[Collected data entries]
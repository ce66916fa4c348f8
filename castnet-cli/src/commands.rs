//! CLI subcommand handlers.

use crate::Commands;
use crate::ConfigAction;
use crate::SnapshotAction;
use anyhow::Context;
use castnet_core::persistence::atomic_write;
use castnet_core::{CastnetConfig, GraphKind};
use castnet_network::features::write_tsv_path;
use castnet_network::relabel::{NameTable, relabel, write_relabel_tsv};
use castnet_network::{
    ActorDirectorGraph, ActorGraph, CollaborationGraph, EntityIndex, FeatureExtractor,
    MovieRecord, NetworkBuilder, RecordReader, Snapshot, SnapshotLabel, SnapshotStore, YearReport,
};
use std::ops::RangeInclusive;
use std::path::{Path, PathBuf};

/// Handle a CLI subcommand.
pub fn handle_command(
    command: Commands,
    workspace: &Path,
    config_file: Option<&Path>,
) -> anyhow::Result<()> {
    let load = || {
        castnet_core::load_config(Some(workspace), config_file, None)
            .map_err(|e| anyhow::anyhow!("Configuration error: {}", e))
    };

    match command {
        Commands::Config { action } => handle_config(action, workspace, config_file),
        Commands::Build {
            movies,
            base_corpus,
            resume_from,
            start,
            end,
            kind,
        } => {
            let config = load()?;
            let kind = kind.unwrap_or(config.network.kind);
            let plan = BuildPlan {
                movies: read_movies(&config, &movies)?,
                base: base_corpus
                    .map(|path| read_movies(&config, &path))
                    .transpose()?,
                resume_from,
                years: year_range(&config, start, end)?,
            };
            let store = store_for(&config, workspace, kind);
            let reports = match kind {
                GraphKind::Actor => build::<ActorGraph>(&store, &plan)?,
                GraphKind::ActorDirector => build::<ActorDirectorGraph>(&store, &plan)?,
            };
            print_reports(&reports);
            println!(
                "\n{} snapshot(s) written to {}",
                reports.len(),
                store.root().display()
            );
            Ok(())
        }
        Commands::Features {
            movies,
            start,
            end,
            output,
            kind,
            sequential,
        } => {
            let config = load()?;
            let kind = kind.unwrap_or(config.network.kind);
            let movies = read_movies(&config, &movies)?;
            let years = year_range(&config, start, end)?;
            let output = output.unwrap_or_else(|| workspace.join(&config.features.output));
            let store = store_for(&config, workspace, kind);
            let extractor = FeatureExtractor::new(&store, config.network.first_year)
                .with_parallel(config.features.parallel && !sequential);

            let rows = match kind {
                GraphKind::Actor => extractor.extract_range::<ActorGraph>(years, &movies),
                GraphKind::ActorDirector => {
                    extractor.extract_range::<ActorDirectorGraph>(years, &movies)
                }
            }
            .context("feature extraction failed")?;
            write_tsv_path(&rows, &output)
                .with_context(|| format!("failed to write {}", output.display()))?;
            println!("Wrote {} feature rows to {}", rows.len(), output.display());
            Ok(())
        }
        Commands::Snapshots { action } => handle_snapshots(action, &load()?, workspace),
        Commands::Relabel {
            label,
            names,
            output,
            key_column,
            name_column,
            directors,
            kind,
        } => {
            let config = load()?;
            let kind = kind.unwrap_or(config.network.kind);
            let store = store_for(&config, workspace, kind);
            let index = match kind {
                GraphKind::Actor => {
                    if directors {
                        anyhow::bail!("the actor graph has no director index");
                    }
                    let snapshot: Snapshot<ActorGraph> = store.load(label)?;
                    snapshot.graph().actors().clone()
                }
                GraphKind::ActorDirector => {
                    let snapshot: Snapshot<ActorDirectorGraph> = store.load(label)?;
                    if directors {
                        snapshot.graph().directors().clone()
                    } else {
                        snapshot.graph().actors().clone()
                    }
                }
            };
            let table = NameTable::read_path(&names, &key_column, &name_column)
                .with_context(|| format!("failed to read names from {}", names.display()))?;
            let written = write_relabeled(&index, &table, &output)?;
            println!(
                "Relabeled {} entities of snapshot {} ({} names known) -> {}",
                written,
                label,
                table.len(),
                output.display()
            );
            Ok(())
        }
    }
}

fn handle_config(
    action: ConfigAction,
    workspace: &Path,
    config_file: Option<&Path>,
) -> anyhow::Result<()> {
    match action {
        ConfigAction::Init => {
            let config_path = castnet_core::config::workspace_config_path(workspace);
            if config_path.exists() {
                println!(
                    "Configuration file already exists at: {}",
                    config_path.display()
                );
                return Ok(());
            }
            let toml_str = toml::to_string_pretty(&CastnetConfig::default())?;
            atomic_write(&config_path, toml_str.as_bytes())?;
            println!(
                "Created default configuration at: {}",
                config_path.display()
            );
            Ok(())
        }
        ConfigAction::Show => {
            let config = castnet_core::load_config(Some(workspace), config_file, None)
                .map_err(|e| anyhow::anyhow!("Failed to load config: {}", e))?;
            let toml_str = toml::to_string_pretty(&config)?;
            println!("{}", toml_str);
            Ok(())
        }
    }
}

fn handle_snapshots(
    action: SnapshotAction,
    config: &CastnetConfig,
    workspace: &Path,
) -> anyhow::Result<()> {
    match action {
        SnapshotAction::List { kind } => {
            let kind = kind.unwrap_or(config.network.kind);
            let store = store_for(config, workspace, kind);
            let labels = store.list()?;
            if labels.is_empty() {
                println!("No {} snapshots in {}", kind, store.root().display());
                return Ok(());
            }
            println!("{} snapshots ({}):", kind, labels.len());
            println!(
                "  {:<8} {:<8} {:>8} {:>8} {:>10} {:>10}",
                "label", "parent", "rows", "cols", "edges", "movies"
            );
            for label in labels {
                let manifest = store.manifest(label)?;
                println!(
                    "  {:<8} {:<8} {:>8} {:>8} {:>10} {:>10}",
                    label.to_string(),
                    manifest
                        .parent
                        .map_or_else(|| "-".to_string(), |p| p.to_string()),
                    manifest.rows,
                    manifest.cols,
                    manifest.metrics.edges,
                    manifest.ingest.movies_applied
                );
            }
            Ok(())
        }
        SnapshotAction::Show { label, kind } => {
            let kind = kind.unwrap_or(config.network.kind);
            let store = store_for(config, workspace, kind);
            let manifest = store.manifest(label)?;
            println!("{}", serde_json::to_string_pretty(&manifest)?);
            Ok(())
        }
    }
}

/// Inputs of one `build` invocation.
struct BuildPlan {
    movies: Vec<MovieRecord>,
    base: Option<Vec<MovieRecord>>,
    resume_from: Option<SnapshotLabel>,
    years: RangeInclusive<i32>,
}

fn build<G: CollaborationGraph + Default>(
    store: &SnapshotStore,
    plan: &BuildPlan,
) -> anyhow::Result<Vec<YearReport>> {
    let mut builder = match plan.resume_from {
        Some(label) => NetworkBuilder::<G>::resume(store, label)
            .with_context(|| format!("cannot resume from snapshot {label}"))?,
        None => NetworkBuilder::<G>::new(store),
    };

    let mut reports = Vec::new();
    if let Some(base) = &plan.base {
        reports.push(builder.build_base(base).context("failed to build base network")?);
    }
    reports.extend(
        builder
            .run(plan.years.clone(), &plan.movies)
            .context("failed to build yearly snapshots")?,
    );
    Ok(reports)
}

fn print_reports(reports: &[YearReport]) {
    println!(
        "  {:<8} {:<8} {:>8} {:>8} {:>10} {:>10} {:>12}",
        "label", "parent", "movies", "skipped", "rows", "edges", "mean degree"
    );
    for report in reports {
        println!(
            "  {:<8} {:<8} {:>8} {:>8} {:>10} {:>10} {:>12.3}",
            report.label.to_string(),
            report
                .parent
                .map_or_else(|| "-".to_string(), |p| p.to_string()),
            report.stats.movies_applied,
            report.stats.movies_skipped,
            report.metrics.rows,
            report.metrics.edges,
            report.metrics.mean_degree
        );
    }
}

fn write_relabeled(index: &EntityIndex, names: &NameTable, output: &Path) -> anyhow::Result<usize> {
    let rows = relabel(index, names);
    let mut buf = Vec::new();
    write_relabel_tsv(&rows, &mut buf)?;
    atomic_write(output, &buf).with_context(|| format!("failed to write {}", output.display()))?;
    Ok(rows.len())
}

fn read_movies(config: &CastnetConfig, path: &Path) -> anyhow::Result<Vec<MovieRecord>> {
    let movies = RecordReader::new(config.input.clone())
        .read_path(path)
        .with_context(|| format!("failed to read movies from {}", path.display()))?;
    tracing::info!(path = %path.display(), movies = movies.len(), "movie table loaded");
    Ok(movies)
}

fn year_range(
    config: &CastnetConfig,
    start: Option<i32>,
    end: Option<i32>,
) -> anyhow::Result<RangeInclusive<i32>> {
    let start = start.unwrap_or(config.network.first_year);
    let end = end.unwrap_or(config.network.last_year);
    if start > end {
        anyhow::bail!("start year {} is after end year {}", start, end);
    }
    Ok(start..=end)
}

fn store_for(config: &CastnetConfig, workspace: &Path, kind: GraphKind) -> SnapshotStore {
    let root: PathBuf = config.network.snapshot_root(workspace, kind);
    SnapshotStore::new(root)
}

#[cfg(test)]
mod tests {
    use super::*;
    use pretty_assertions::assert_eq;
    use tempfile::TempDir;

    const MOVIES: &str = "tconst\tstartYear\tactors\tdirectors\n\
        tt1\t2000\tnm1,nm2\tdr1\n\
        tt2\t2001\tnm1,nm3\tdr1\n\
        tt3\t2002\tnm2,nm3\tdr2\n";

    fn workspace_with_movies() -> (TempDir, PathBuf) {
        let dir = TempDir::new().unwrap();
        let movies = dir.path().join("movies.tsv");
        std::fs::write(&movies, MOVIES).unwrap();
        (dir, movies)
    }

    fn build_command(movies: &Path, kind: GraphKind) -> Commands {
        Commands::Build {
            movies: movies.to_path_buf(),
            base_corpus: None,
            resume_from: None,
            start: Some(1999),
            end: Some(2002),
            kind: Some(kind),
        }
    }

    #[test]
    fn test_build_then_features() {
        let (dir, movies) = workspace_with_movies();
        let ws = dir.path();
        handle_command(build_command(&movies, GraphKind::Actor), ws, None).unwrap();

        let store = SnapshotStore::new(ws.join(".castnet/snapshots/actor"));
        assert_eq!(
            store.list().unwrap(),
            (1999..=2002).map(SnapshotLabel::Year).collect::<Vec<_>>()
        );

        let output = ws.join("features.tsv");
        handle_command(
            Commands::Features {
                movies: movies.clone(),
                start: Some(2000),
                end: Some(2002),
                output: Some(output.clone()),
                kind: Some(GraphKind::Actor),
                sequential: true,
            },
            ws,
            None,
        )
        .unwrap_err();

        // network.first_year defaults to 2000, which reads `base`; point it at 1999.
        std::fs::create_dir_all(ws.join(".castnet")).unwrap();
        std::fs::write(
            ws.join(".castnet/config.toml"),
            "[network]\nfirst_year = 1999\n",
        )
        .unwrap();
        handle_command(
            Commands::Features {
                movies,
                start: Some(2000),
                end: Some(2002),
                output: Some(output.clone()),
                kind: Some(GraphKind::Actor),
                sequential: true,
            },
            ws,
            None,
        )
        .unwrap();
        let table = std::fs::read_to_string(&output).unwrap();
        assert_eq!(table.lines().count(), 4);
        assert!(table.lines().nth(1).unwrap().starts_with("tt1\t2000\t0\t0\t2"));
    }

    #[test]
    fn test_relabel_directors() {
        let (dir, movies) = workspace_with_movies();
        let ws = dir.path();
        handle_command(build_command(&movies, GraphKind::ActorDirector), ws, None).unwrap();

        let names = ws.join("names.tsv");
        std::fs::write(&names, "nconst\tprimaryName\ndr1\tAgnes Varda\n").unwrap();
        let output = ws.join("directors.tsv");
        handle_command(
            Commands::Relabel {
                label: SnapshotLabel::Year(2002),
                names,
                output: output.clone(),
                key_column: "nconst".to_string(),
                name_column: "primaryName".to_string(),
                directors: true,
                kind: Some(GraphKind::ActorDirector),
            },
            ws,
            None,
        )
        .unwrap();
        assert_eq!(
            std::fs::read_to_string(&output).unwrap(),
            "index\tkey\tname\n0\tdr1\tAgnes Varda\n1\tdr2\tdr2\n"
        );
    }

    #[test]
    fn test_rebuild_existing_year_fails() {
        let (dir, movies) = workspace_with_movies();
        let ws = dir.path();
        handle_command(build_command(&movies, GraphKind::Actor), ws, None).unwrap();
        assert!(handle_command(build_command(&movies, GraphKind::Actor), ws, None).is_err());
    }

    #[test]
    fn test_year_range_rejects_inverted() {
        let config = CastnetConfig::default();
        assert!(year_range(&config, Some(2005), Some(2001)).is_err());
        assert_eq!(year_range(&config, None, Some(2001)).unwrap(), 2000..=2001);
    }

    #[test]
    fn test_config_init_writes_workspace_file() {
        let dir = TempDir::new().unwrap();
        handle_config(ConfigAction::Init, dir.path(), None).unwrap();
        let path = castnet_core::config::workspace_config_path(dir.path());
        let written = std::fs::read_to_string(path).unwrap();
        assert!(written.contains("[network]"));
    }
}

--

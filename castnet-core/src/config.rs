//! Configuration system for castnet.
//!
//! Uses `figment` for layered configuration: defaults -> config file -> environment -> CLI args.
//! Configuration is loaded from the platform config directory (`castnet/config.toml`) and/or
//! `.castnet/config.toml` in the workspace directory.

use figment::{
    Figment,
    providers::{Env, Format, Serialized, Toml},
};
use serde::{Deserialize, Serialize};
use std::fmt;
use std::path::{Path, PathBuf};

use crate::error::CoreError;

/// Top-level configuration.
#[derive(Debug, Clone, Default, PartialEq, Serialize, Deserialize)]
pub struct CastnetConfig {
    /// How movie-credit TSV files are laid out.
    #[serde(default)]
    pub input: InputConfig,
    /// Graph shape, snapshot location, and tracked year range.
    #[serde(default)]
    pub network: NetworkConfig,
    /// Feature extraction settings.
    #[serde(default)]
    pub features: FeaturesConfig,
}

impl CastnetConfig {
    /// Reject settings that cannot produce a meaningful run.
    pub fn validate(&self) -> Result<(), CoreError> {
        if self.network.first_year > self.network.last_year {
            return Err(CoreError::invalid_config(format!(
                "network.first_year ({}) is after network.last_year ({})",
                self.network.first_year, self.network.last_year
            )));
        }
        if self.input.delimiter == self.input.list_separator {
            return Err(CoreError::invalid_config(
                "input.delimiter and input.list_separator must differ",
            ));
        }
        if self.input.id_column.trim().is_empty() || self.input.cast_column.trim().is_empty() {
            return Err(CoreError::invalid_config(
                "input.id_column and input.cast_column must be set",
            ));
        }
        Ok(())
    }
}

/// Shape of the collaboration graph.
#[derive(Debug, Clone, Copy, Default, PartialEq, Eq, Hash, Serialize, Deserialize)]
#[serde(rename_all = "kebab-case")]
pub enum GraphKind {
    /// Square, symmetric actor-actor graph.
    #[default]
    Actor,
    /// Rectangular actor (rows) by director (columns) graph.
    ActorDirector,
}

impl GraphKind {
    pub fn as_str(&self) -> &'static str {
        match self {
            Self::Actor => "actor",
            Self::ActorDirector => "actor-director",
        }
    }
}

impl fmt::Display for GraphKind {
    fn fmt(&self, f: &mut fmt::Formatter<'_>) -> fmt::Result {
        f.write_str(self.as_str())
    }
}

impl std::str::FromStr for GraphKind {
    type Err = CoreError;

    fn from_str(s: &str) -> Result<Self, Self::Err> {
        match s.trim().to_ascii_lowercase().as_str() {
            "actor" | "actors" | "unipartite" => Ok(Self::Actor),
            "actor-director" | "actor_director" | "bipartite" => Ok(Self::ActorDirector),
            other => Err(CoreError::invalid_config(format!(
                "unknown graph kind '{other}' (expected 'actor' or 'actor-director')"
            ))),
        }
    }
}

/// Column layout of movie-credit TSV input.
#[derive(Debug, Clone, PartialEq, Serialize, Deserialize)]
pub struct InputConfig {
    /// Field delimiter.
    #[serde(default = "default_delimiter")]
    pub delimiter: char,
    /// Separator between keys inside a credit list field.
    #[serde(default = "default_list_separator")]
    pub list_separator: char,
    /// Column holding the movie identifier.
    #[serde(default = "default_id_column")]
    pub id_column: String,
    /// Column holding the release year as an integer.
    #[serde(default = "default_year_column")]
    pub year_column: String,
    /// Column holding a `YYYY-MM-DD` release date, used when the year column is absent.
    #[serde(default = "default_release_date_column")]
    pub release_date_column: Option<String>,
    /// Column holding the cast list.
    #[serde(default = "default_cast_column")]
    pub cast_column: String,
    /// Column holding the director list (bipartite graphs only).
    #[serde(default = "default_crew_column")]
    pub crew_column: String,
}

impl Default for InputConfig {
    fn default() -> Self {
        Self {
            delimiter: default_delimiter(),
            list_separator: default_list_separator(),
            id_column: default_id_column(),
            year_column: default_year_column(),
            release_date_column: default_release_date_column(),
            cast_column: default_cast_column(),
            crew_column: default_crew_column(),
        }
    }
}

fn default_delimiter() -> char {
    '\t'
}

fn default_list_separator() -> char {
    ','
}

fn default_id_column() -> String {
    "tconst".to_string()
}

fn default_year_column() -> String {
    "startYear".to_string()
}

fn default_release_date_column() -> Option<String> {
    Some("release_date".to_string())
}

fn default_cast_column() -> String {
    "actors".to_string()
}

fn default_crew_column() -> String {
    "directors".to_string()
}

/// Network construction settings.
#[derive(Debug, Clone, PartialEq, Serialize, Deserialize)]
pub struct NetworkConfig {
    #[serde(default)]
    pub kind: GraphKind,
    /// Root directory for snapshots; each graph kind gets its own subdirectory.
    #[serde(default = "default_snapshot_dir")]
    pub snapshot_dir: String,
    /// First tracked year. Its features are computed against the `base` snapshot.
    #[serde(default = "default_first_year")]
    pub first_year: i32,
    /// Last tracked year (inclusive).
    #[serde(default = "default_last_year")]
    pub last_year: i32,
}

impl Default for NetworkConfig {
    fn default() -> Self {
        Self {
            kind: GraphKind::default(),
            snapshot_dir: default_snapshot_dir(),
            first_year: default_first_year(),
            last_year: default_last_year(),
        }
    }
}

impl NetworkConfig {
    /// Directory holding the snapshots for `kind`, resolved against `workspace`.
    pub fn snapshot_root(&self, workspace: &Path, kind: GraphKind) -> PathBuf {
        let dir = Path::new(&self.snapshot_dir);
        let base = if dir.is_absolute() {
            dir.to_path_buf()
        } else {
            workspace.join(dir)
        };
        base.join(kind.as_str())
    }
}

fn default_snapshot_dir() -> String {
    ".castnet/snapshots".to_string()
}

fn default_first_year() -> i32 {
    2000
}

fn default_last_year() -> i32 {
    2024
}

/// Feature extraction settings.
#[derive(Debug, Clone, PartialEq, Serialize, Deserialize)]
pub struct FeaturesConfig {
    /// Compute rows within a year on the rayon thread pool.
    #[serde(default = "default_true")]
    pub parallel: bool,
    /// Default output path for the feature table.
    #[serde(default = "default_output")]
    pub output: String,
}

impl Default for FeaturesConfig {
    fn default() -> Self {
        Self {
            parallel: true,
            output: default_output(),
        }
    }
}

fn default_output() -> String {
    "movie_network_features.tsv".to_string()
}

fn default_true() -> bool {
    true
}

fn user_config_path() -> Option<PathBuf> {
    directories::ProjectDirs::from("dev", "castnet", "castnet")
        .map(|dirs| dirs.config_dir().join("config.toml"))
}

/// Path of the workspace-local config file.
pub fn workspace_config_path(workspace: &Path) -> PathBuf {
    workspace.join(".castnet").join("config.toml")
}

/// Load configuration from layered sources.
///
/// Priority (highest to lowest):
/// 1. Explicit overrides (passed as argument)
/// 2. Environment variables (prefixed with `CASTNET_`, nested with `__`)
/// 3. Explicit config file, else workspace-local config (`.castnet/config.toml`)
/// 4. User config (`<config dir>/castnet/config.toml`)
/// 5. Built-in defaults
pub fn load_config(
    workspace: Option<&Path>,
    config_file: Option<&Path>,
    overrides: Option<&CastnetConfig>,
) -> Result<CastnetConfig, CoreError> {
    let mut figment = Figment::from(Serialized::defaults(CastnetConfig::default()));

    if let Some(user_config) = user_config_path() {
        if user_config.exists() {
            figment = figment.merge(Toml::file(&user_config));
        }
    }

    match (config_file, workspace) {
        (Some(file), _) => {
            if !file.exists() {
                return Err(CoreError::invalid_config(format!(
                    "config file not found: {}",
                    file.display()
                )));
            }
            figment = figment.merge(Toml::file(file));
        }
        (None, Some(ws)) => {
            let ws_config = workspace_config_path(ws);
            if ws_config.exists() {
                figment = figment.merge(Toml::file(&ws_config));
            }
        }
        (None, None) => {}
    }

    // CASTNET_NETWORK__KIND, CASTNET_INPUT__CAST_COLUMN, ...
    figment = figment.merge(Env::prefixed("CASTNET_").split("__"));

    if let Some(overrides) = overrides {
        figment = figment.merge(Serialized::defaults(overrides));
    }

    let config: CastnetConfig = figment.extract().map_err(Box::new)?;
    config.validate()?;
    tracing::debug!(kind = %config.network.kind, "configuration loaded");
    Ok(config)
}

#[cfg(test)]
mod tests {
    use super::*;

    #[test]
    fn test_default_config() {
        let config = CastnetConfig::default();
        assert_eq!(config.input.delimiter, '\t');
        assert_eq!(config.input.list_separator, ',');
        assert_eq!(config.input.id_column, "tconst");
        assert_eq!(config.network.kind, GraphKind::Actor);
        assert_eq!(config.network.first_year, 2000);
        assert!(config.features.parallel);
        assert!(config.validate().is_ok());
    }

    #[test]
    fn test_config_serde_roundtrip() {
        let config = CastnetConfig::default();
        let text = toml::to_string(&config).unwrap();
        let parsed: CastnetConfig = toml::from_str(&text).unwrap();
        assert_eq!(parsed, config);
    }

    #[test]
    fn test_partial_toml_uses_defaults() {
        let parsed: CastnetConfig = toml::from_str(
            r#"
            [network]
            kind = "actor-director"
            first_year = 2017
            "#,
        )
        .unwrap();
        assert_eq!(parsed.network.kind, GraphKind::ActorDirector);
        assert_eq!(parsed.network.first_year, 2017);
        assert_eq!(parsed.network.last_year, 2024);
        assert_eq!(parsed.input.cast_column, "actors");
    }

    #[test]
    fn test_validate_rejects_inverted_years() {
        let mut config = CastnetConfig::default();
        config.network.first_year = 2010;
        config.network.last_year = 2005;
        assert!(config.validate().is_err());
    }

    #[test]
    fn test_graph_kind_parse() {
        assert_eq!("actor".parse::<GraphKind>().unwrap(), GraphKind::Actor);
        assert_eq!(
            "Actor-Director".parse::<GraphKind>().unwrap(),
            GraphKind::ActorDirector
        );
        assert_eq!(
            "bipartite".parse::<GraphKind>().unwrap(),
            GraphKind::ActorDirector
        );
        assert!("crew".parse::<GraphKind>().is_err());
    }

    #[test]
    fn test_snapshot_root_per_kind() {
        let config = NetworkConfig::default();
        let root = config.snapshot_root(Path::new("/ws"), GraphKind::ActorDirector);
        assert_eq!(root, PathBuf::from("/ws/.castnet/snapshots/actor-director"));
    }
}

* _Work task_
Where does the word "Show" appear in the records? Copy every line that holds it.

* _Exercise answer_
        ConfigAction::Show => {
        SnapshotAction::Show { label, kind } => {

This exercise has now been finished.